◆ **INSTRUCTIONS FOR THE TASK**:
If a line of the records contains the word "within", list it.

Recorded data
-------
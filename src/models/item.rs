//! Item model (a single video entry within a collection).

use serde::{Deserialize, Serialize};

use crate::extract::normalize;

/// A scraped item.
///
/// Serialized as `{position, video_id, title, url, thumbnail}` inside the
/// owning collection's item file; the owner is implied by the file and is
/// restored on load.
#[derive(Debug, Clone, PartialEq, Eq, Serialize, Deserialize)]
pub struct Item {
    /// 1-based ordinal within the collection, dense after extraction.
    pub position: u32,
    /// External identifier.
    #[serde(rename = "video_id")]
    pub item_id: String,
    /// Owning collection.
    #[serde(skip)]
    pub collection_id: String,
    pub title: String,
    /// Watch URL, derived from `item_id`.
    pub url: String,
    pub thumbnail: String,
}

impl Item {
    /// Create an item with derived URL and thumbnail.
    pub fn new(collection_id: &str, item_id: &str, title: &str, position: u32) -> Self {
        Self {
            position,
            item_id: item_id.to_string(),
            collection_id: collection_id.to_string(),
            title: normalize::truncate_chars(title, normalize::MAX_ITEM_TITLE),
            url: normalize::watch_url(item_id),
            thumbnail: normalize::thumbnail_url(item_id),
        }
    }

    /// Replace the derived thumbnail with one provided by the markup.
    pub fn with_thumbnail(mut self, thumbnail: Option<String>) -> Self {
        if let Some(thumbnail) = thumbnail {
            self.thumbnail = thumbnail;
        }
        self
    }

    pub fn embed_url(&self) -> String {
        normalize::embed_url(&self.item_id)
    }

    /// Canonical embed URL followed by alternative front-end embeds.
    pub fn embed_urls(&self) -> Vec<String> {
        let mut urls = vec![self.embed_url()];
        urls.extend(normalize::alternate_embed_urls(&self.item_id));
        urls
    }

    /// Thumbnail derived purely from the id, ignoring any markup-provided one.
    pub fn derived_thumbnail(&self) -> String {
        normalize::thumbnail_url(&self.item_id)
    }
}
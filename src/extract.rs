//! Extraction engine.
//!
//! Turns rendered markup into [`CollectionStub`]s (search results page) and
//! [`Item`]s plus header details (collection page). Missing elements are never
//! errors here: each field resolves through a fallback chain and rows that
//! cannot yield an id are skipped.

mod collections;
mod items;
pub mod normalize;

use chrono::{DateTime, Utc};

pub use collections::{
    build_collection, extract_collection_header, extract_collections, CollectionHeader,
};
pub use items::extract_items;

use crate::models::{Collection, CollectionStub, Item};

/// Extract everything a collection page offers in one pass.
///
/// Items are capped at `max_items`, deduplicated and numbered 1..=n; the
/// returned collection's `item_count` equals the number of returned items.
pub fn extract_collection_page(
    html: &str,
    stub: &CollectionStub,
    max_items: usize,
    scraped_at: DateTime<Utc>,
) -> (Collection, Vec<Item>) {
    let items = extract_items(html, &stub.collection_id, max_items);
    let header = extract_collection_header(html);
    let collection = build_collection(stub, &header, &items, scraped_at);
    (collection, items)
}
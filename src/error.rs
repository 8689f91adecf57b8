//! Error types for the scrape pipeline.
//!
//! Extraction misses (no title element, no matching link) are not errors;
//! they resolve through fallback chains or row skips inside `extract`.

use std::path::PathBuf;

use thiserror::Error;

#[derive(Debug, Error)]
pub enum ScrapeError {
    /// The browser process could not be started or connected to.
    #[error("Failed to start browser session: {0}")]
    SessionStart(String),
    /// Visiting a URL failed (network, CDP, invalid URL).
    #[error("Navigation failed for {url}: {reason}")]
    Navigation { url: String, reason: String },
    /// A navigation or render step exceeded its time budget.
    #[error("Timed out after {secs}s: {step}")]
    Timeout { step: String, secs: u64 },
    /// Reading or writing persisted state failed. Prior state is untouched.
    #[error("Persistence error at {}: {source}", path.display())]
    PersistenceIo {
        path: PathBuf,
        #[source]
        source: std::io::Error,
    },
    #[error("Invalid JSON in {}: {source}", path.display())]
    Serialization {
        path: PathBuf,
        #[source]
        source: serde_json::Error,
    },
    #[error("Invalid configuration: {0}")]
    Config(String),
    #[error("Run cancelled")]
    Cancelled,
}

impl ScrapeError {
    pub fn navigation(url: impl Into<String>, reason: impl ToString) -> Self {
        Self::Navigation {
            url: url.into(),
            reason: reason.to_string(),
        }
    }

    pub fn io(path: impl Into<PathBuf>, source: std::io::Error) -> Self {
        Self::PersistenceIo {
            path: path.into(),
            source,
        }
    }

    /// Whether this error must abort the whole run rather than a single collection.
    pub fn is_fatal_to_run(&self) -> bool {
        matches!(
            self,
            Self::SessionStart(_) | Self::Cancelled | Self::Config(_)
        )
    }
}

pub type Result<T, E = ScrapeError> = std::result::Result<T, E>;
-------
◆ **RESPONSE TO THIS TASK**:
//! Item model (a single video entry within a collection).
    /// 1-based ordinal within the collection, dense after extraction.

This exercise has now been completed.